At our office you’ll feel a difference because our mentality has shifted back to where it should be- to the patient. Honesty, integrity, gentleness, and kindness is our mantra here. You’ll be greeted with a beautifully warm smile, and leave with your questions answered, empowered to make choices based on your needs and timing. Come see us!

Dr. Taylor

Dental Insurance? The truth that most don’t explain.

Insurance? Absolutely, we take it. We just don’t allow your insurance to dictate your diagnosis and treatment.

I hear too many friends and others around town express that they feel they’re getting the dental runaround- their questions aren’t answered, they’re pushed through so fast they wonder what’s going on, and they don’t even see the same doctor every time. This isn’t how dentistry should be. What most patients don’t realize is these problems stem from the office being insurance driven. Let me explain what I mean. Grab a cup of coffee, this is gonna be good!
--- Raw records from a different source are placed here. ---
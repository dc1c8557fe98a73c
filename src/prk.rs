use secrecy::{ExposeSecret as _, SecretSlice};

use super::HashFunction;

/// A pseudorandom key, as produced by [`extract`](super::extract).
///
/// It is exactly as long as the digest of the hash function that produced it, and is the key for
/// every subsequent expansion.  The bytes are wiped when the [`Prk`] is dropped, and never appear
/// in [`Debug`] output.
#[derive(Debug)]
pub struct Prk(SecretSlice<u8>);

impl Prk {
	pub fn expose_secret(&self) -> &[u8] {
		self.0.expose_secret()
	}

	pub fn len(&self) -> usize {
		self.expose_secret().len()
	}

	pub fn is_empty(&self) -> bool {
		self.expose_secret().is_empty()
	}
}

impl Clone for Prk {
	fn clone(&self) -> Self {
		Self::from(self.expose_secret())
	}
}

impl From<Vec<u8>> for Prk {
	fn from(k: Vec<u8>) -> Self {
		Prk(k.into())
	}
}

impl From<&[u8]> for Prk {
	fn from(k: &[u8]) -> Self {
		k.to_vec().into()
	}
}

impl PartialEq for Prk {
	fn eq(&self, other: &Self) -> bool {
		constant_time_eq::constant_time_eq(self.expose_secret(), other.expose_secret())
	}
}

impl Eq for Prk {}

/// Create a random salt of the length RFC 5869 recommends for `hash`.
///
/// HKDF works without a salt, but a random one strengthens the extraction considerably.  It
/// doesn't need to be secret, so store it alongside whatever you derived with it.
#[tracing::instrument(level = "debug", skip(hash), fields(hash = hash.name()))]
pub fn generate_salt<H: HashFunction + ?Sized>(hash: &H) -> Vec<u8> {
	use rand::{RngCore, rng};

	let mut salt = vec![0u8; hash.digest_size()];

	rng().fill_bytes(&mut salt);

	salt
}
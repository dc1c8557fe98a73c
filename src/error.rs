#[derive(Debug, thiserror::Error, thiserror_ext::Construct)]
#[non_exhaustive]
pub enum Error {
	#[error("requested {length} bytes of output keying material, maximum is {max}")]
	InvalidLength { length: usize, max: usize },

	#[error("MAC primitive failure: {0}")]
	Primitive(String),

	#[error("unknown hash algorithm: {0:?}")]
	UnknownAlgorithm(String),
}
Often times an employer will bring on a dental benefit from an dental insurance company as a perk of employment. If you want good employees, you better give them benefits, right? Well, these benefits cost the employer money. The good dental plans cost more, the crappy plans cost less. That’s just how it is. So the dental insurance companies form dental plans to pitch to the employers in certain areas, hoping for their business. Sadly, often what determines the plan the employer chooses is the cost, so often the crappy plans are the ones you get when you get hired. But it’s something- it’s definitely a benefit to help you pay for your dental care, which is great! It’s certainly better than nothing.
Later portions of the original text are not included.